*** RECORD EXTRACTS ***

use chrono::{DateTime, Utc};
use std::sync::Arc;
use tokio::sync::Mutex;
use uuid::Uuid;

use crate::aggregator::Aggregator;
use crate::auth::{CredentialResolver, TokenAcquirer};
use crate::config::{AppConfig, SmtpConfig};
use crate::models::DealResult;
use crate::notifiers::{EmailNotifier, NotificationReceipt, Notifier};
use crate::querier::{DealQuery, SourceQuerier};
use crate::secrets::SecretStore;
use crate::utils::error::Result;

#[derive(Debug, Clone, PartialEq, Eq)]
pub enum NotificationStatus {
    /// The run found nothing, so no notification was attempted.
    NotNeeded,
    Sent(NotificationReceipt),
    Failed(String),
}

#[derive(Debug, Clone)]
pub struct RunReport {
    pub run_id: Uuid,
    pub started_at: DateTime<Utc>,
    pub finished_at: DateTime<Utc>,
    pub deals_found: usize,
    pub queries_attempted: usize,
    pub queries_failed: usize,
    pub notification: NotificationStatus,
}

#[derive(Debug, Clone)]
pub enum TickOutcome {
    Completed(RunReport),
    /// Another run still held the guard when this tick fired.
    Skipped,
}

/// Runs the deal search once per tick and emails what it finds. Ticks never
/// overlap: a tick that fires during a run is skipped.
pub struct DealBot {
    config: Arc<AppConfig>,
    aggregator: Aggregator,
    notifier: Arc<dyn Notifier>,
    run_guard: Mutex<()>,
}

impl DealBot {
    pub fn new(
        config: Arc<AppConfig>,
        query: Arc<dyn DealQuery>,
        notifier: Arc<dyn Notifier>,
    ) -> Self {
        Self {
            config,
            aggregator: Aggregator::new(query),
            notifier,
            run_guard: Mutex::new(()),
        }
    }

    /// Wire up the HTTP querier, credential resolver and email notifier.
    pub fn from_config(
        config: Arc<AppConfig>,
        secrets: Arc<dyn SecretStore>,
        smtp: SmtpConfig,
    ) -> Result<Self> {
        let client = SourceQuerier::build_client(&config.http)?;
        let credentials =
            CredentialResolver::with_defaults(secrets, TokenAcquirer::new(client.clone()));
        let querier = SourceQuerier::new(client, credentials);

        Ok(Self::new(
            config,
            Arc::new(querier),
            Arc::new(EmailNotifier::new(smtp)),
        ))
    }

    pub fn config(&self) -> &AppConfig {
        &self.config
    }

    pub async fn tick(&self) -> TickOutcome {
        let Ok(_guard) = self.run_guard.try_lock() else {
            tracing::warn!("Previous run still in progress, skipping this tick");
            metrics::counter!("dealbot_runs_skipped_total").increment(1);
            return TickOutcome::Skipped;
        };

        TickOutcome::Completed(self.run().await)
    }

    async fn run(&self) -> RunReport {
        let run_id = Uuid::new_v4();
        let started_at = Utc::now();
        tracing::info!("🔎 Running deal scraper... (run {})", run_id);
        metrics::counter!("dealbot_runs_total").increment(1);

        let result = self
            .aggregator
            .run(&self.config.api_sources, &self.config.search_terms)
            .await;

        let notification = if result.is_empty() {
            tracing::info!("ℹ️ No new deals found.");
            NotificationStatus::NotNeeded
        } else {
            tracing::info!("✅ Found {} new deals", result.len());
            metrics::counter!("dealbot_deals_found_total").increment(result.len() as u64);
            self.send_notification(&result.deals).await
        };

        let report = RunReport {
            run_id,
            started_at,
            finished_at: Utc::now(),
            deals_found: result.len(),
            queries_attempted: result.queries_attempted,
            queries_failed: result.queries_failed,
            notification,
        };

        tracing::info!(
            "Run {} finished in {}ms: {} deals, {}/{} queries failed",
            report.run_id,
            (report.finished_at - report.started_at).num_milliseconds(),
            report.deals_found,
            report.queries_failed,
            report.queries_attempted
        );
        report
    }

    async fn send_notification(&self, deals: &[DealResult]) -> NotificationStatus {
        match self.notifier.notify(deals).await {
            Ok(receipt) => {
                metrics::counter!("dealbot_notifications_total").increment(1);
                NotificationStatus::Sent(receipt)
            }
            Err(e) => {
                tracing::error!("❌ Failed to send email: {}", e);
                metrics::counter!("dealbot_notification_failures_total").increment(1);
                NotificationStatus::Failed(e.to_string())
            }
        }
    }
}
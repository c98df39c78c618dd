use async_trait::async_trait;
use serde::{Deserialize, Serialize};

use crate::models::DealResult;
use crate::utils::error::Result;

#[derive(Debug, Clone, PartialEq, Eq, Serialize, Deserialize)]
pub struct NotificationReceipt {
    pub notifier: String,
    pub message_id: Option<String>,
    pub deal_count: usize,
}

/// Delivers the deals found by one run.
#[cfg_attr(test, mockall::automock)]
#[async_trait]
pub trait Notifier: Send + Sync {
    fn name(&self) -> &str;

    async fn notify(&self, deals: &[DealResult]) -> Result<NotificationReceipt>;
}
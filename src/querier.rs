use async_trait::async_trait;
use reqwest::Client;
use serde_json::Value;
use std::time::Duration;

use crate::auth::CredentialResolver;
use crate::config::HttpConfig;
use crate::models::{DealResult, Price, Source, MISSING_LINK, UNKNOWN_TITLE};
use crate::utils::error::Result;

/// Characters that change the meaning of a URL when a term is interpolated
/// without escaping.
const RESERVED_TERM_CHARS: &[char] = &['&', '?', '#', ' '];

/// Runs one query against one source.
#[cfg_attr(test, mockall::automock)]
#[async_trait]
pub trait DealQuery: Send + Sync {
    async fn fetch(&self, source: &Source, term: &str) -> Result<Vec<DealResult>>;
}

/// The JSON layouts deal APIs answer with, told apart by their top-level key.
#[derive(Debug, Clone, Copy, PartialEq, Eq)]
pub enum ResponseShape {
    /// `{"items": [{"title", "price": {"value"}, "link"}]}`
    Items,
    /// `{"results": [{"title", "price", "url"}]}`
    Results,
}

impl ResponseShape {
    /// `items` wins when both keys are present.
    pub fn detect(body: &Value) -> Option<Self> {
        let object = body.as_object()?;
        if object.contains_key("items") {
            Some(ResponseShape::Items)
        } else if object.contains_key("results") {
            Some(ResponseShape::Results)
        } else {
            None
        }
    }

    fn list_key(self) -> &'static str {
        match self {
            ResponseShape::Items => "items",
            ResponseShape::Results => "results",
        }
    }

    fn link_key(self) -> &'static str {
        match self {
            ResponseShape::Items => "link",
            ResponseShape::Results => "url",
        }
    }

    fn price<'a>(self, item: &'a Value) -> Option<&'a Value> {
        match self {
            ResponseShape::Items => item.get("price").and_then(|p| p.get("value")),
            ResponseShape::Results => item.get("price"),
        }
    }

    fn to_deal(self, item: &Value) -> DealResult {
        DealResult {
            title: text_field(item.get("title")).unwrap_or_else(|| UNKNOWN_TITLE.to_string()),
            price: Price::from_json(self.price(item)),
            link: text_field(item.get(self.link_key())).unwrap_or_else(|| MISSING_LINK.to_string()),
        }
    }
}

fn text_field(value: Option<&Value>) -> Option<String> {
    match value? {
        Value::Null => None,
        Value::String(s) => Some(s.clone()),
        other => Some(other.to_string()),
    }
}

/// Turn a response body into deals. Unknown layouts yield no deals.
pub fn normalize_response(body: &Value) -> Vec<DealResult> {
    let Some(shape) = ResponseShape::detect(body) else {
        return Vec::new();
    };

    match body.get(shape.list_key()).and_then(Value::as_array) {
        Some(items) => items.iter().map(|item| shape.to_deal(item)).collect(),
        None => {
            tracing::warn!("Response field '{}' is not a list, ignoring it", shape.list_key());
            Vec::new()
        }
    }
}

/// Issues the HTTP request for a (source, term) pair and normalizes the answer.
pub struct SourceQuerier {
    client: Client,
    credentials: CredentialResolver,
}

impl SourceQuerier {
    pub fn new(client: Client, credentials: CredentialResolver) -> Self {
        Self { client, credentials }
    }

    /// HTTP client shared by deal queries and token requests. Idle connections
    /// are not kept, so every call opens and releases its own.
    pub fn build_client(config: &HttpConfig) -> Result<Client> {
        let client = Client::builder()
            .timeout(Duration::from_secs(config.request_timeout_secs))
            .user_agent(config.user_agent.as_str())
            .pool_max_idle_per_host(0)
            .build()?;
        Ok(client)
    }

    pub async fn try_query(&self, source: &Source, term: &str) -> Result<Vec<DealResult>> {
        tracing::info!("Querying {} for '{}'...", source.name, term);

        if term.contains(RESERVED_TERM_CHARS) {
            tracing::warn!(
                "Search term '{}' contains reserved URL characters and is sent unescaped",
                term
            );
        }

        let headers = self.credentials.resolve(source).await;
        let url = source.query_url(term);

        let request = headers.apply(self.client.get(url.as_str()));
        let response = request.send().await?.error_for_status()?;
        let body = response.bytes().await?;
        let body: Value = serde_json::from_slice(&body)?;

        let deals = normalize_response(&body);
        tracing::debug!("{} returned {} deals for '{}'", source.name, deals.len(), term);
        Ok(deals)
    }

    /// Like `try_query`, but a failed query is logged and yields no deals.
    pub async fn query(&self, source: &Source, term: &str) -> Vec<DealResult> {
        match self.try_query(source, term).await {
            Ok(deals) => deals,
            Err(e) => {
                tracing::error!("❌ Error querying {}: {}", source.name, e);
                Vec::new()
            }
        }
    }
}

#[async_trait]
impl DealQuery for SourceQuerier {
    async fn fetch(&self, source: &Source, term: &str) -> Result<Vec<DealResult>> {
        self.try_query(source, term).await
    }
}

*** End of RECORD EXTRACTS ***

EXERCISE PROMPT> Which lines in the records above contain the string "metrics"? Copy each one.

RESPONSE AREA>
            metrics::counter!("dealbot_runs_skipped_total").increment(1);
        metrics::counter!("dealbot_runs_total").increment(1);
            metrics::counter!("dealbot_deals_found_total").increment(result.len() as u64);
                metrics::counter!("dealbot_notifications_total").increment(1);
                metrics::counter!("dealbot_notification_failures_total").increment(1);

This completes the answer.